Data for this exercise: Begin
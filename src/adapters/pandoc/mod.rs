//! Pandoc JSON document boundary.
//!
//! Pandoc hands filters its AST as JSON on stdin and reads the filtered AST
//! back from stdout. Two layouts exist in the wild:
//!
//! - `{"pandoc-api-version": [..], "meta": {..}, "blocks": [..]}` (pandoc >= 1.18)
//! - `[{"unMeta": {..}}, [..]]` (older releases)

mod walk;

use crate::error::Error;
use crate::filter::Pass;
use crate::markup::Fragment;
use crate::Result;
use serde_json::Value;
use std::io::Write;

/// Which top-level JSON shape a document uses.
#[derive(Debug, Clone, Copy, PartialEq, Eq)]
pub enum Layout {
    Modern,
    Legacy,
}

/// A parsed pandoc JSON document.
#[derive(Debug, Clone)]
pub struct PandocDocument {
    root: Value,
    layout: Layout,
}

impl PandocDocument {
    pub fn parse(input: &str) -> Result<Self> {
        Self::from_value(serde_json::from_str(input)?)
    }

    pub fn from_value(root: Value) -> Result<Self> {
        let layout = detect_layout(&root)?;
        Ok(Self { root, layout })
    }

    pub fn layout(&self) -> Layout {
        self.layout
    }

    /// Document metadata, for either layout.
    pub fn meta(&self) -> Option<&Value> {
        match self.layout {
            Layout::Modern => self.root.get("meta"),
            Layout::Legacy => self.root.get(0).and_then(|head| head.get("unMeta")),
        }
    }

    /// Runs `pass` over every raw block in document order. Returns how many
    /// raw blocks were replaced.
    pub fn apply<P: Pass + ?Sized>(&mut self, pass: &mut P) -> usize {
        walk::walk(&mut self.root, pass)
    }

    /// All raw blocks, in the order the passes see them.
    pub fn raw_fragments(&self) -> Vec<Fragment> {
        let mut fragments = Vec::new();
        collect(&self.root, &mut fragments);
        fragments
    }

    pub fn to_json(&self) -> Result<String> {
        Ok(serde_json::to_string(&self.root)?)
    }

    pub fn write_to<W: Write>(&self, writer: W) -> Result<()> {
        serde_json::to_writer(writer, &self.root)?;
        Ok(())
    }

    pub fn into_value(self) -> Value {
        self.root
    }
}

fn detect_layout(root: &Value) -> Result<Layout> {
    match root {
        Value::Object(map) => match map.get("blocks") {
            Some(Value::Array(_)) => Ok(Layout::Modern),
            _ => Err(Error::UnsupportedDocument(
                "expected a \"blocks\" array".to_string(),
            )),
        },
        Value::Array(items) => match items.as_slice() {
            [head, Value::Array(_)] if head.get("unMeta").is_some() => Ok(Layout::Legacy),
            _ => Err(Error::UnsupportedDocument(
                "expected [{\"unMeta\": ..}, [blocks]]".to_string(),
            )),
        },
        _ => Err(Error::UnsupportedDocument(
            "top level must be an object or an array".to_string(),
        )),
    }
}

fn collect(value: &Value, out: &mut Vec<Fragment>) {
    if let Some(fragment) = walk::raw_block(value) {
        out.push(fragment);
        return;
    }
    match value {
        Value::Array(items) => items.iter().for_each(|item| collect(item, out)),
        Value::Object(map) => map.values().for_each(|child| collect(child, out)),
        _ => {}
    }
}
Data for this exercise: End
The lines needed are those in the data above that hold the string "blocks"; copy each of them.

//! - `{"pandoc-api-version": [..], "meta": {..}, "blocks": [..]}` (pandoc >= 1.18)
    /// raw blocks were replaced.
    /// All raw blocks, in the order the passes see them.
        Value::Object(map) => match map.get("blocks") {
                "expected a \"blocks\" array".to_string(),
                "expected [{\"unMeta\": ..}, [blocks]]".to_string(),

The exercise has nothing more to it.